New findings from NASA’s Cassini mission show that Enceladus, one of Saturn’s moons and a top contender for extra-terrestrial life, is losing heat from both poles – indicating that it has the long-term stability required for life to develop. The findings have been published today (7 November) in Science Advances.

A new study led by researchers from Oxford University, Southwest Research Institute and the Planetary Science Institute in Tucson, Arizona has provided the first evidence of significant heat flow at Enceladus’ north pole, overturning previous assumptions that heat loss was confined to its active south pole. This finding confirms that the icy moon is emitting far more heat than would be expected if it were simply a passive body, strengthening the case that it could support life.

Enceladus is a highly active world, with a global, salty sub-surface ocean, believed to be the source of its heat. The presence of liquid water, heat and the right chemicals (such as phosphorus and complex hydrocarbons) means that its sub-surface ocean is believed to be one of the best places in our solar system for life to have evolved outside the Earth.

But this sub-surface ocean can only support life if it has a stable environment, with its energy losses and gains in balance. This balance is maintained by tidal heating: Saturn’s gravity stretches and squeezes the moon as it orbits, generating heat inside. If Enceladus doesn’t gain enough energy, its surface activity would slow down or stop, and the ocean could eventually freeze. Too much energy, on the other hand, could cause ocean activity to increase, altering its environment.

“Enceladus is a key target in the search for life outside the Earth, and understanding the long-term availability of its energy is key to determining whether it can support life,” said Dr Georgina Miles (Southwest Research Institute and Visiting Scientist at the Department of Physics, University of Oxford), lead author of the paper.

Until now, direct measurements of heat loss from Enceladus had only been made at the south pole, where dramatic plumes of water ice and vapour erupt from deep fissures in the surface.
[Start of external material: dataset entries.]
// vbak_common is the main vbak library implementing the backup engine logic.
// Copyright (C) 2026  Himbeer <himbeerserverde@gmail.com>
//
// This program is free software: you can redistribute it and/or modify
// it under the terms of the GNU Affero General Public License as published by
// the Free Software Foundation, either version 3 of the License, or
// (at your option) any later version.
//
// This program is distributed in the hope that it will be useful,
// but WITHOUT ANY WARRANTY; without even the implied warranty of
// MERCHANTABILITY or FITNESS FOR A PARTICULAR PURPOSE.  See the
// GNU Affero General Public License for more details.
//
// You should have received a copy of the GNU Affero General Public License
// along with this program.  If not, see <https://www.gnu.org/licenses/>.

use crate::archive::{month_dir, ArchiveKind};
use crate::config::AgentConfig;
use crate::lineage::LineageStore;
use crate::remote::RemoteChannel;
use crate::snapshot::SnapshotSource;
use crate::EngineError;

use std::collections::HashSet;

use chrono::prelude::*;
use chrono::{Duration, Months};
use log::{info, warn};

/// A `Reaper` enforces snapshot and archive retention on both ends.
///
/// Reaping is best-effort and idempotent: failures are logged and never
/// fail the run that triggered them, and deletions always respect the
/// parent relationships of committed archives.
pub struct Reaper<'a> {
    pub config: &'a AgentConfig,
    pub store: &'a LineageStore,
    pub snapshots: &'a dyn SnapshotSource,
    pub remote: &'a dyn RemoteChannel,
}

impl Reaper<'_> {
    /// Runs the local snapshot pass and the remote archive pass.
    pub fn reap(&self, now_utc: NaiveDateTime) {
        if let Err(e) = self.reap_local(now_utc) {
            warn!("local snapshot retention failed: {}", e);
        }

        if let Err(e) = self.reap_remote(now_utc) {
            warn!("remote archive retention failed: {}", e);
        }
    }

    /// Deletes local snapshots older than `local_snapshot_days`,
    /// keeping every snapshot still needed as an incremental base.
    fn reap_local(&self, now_utc: NaiveDateTime) -> Result<(), EngineError> {
        let max_age = Duration::days(self.config.local_snapshot_days.into());

        for subvol in &self.config.subvolumes {
            let pinned = self.pinned_timestamps(&subvol.name)?;

            for snapshot in self.snapshots.list(&subvol.name)? {
                if now_utc - snapshot.taken() <= max_age {
                    continue;
                }

                if pinned.contains(&snapshot.taken()) {
                    info!("keeping expired snapshot {}, still an incremental base", snapshot);
                    continue;
                }

                info!("deleting expired snapshot {}", snapshot);
                self.snapshots.delete(&snapshot)?;
            }
        }

        Ok(())
    }

    /// Returns the snapshot timestamps of a subvolume that must survive:
    /// parents of committed archives with no fresher full archive,
    /// and the most recent committed archive itself
    /// (the base of the next incremental).
    fn pinned_timestamps(&self, subvol: &str) -> Result<HashSet<NaiveDateTime>, EngineError> {
        let mut pinned = HashSet::new();

        let last_full_taken = self
            .store
            .latest_full(subvol)?
            .map(|record| record.taken);

        for record in self.store.records_of(subvol)? {
            if let Some(parent_taken) = record.parent_taken {
                let released = matches!(last_full_taken, Some(full) if full > parent_taken);
                if !released {
                    pinned.insert(parent_taken);
                }
            }
        }

        if let Some(latest) = self.store.latest_committed(subvol)? {
            pinned.insert(latest.taken);
        }

        Ok(pinned)
    }

    /// Deletes expired month buckets and stale incrementals
    /// on the archival host, updating the lineage store to match.
    fn reap_remote(&self, now_utc: NaiveDateTime) -> Result<(), EngineError> {
        let cutoff_month = now_utc
            .date()
            .checked_sub_months(Months::new(self.config.months_to_keep))
            .map(|date| date.format("%Y%m").to_string());

        for month in self.store.months()? {
            let expired = matches!(&cutoff_month, Some(cutoff) if month < *cutoff);
            if !expired {
                continue;
            }

            if self.store.month_has_external_dependents(&month)? {
                warn!(
                    "keeping expired month bucket {}, later archives depend on it",
                    month
                );
                continue;
            }

            info!("deleting expired month bucket {}", month);
            self.remote.delete_dir(&month_dir(
                &self.config.remote_base_path,
                &self.config.client_id,
                &month,
            ))?;
            self.store.remove_month(&month)?;
        }

        let max_age = Duration::days(self.config.daily_incremental_days.into());

        for subvol in &self.config.subvolumes {
            // Newest first, so a fully expired chain tail
            // can be released link by link.
            for record in self.store.records_of(&subvol.name)?.into_iter().rev() {
                if record.kind != ArchiveKind::Incremental {
                    continue;
                }
                if now_utc - record.taken <= max_age {
                    continue;
                }

                if self.store.dependents(&record.subvol, record.taken)? > 0 {
                    info!(
                        "keeping expired incremental {}, later archives depend on it",
                        record.id()
                    );
                    continue;
                }

                info!("deleting expired incremental {}", record.id());
                self.remote.delete(&record.remote_path)?;
                self.store.remove(&record.subvol, record.taken)?;
            }
        }

        Ok(())
    }
}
In contrast, the north pole was thought to be geologically inactive.

Using data from NASA’s Cassini spacecraft, the researchers compared observations of the north polar region in deep winter (2005) and summer (2015). These were used to measure how much energy Enceladus loses from its “warm” (0°C, 32°F) subsurface ocean as heat travels through its icy shell to the moon’s frigid surface (–223°C, –370°F) and is then radiated into space.

By modelling the expected surface temperatures during the polar night and comparing them with infrared observations from the Cassini Composite InfraRed Spectrometer (CIRS), the team found that the surface at the north pole was around 7 K warmer than predicted. This discrepancy could only be explained by heat leaking out from the ocean below. The measured heat flow (46 ± 4 milliwatts per square metre) may sound small, but this is about two-thirds of the heat loss (per unit area) through the Earth’s continental crusts. Across the whole of Enceladus, this conductive heat loss totals around 35 gigawatts: roughly equivalent to the output of over 66 million solar panels (output of 530 W) or 10,500 wind turbines (output of 3.4 MW).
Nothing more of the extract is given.